Tumor enlargement or lung collapse, for example, can result in a shortened beam penetration, reducing coverage of the target. In contrast, tumor shrinkage can result in the radiation beam penetrating further than intended, damaging regular tissues. To compensate for this, regular CT scans are taken during the course of treatment to identify anatomical changes and adjust the therapy accordingly.
One alternative to these routine CT scans lies in the use of CBCT, which uses divergent x-rays to create a 3D image. CBCT comes with a number of advantages, offering highly accurate patient positioning, as well as the capacity to monitor the patient in the treatment position and to rapidly assess the current treatment dose.
In their new study, Boon-Keng Teo, PhD, a radiation oncologist at the University of Pennsylvania, and colleagues, has developed a CBCT-based workflow for adaptive proton therapy. First, prior to each individual proton treatment, patients are given a CBCT scan. From this, a virtual CT scan is generated by deforming the treatment's original planning CT scan onto the geometry of the current CBCT scan.
An additional correction step accounts for specific anatomical changes -- such as large tumor regressions -- that cannot be handled by the deformable image registration alone (International Journal of Radiation, Oncology, Biology, and Physics, 3 February 2016).
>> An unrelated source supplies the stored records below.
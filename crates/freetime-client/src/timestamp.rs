//! Command-line timestamps.

use chrono::{Days, NaiveDate, NaiveDateTime, NaiveTime};

use freetime_core::TimeWindow;

use crate::error::{ClientError, ClientResult};

/// Format used for display and preferred for input.
pub const TIME_FORMAT: &str = "%Y/%m/%d %H:%M";

const ACCEPTED_FORMATS: [&str; 5] = [
    TIME_FORMAT,
    "%Y-%m-%dT%H:%M:%S",
    "%Y-%m-%dT%H:%M",
    "%Y-%m-%d %H:%M",
    "%Y/%m/%d %H:%M:%S",
];

const ACCEPTED_DATES: [&str; 2] = ["%Y/%m/%d", "%Y-%m-%d"];

/// Parses `YYYY/MM/DD HH:MM`, an ISO-8601 local timestamp or a bare date
/// (midnight).
pub fn parse_timestamp(raw: &str) -> ClientResult<NaiveDateTime> {
    let raw = raw.trim();
    for format in ACCEPTED_FORMATS {
        if let Ok(parsed) = NaiveDateTime::parse_from_str(raw, format) {
            return Ok(parsed);
        }
    }
    for format in ACCEPTED_DATES {
        if let Ok(date) = NaiveDate::parse_from_str(raw, format) {
            return Ok(date.and_time(NaiveTime::MIN));
        }
    }
    Err(ClientError::InvalidArgument(format!(
        "cannot parse '{}' as a timestamp, expected YYYY/MM/DD HH:MM",
        raw
    )))
}

/// Builds the query window. A missing start defaults to `today` 00:00 and a
/// missing end to the following midnight.
pub fn resolve_window(
    start: Option<&str>,
    end: Option<&str>,
    today: NaiveDate,
) -> ClientResult<TimeWindow> {
    let start = match start {
        Some(raw) => parse_timestamp(raw)?,
        None => today.and_time(NaiveTime::MIN),
    };
    let end = match end {
        Some(raw) => parse_timestamp(raw)?,
        None => today
            .checked_add_days(Days::new(1))
            .ok_or_else(|| ClientError::InvalidArgument("date out of range".to_string()))?
            .and_time(NaiveTime::MIN),
    };
    Ok(TimeWindow::new(start, end)?)
}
From this, a fast, range-corrected dose distribution of the intended treatment is calculated. If the identified dosimetric changes are found to be within safe limits, treatment may proceed -- else, an offline review of the virtual CT is called for, which may lead to a replan CT to adjust the treatment accordingly.
To test the concept, the researchers compared their CBCT-derived virtual CTs with corresponding, conventional CT scans of 20 lung cancer patients who exhibited a variety of treatment responses including lung collapse or reinflation, and tumor growth, shrinkage, or density variations.
"A virtual CT generated from a CBCT can give similar dosimetric indicators as a regular CT," Teo said. "In most cases, CBCTs can replace evaluation CTs in proton therapy for assessment of anatomical change, and therefore reduce the frequency of the evaluation CT scans during the course of treatment."
"[This is] the first step toward the clinical utilization of CBCT for adaptive proton therapy, which is essential to fully exploit the physical advantages of proton therapy," said Brian Winey, a medical physicist at Harvard Medical School who was not involved in this study. CBCT, he adds, will allow proton therapy centers to reduce the effects of the range uncertainties that result from anatomical variations during patient treatment.
"Adaptive [proton therapy] workflows based on CBCT and deformable image registration may prove valuable to identify critical cases which may require correction strategies," said Katia Parodi and Guillaume Landry, medical physicists at Ludwig-Maximilians-Universität München who were not involved in this study. They add: "[M]ore research needs to be done to carefully validate deformable image registration accuracy and improve CBCT image quality depending on anatomical location, as well as to identify reliable clinical indicators for proper alerts triggering additional actions during the fractionated treatment course."
With their initial study complete, the researchers are now working to further develop and test their workflow, along with looking to apply the same principle to other possible treatment sites.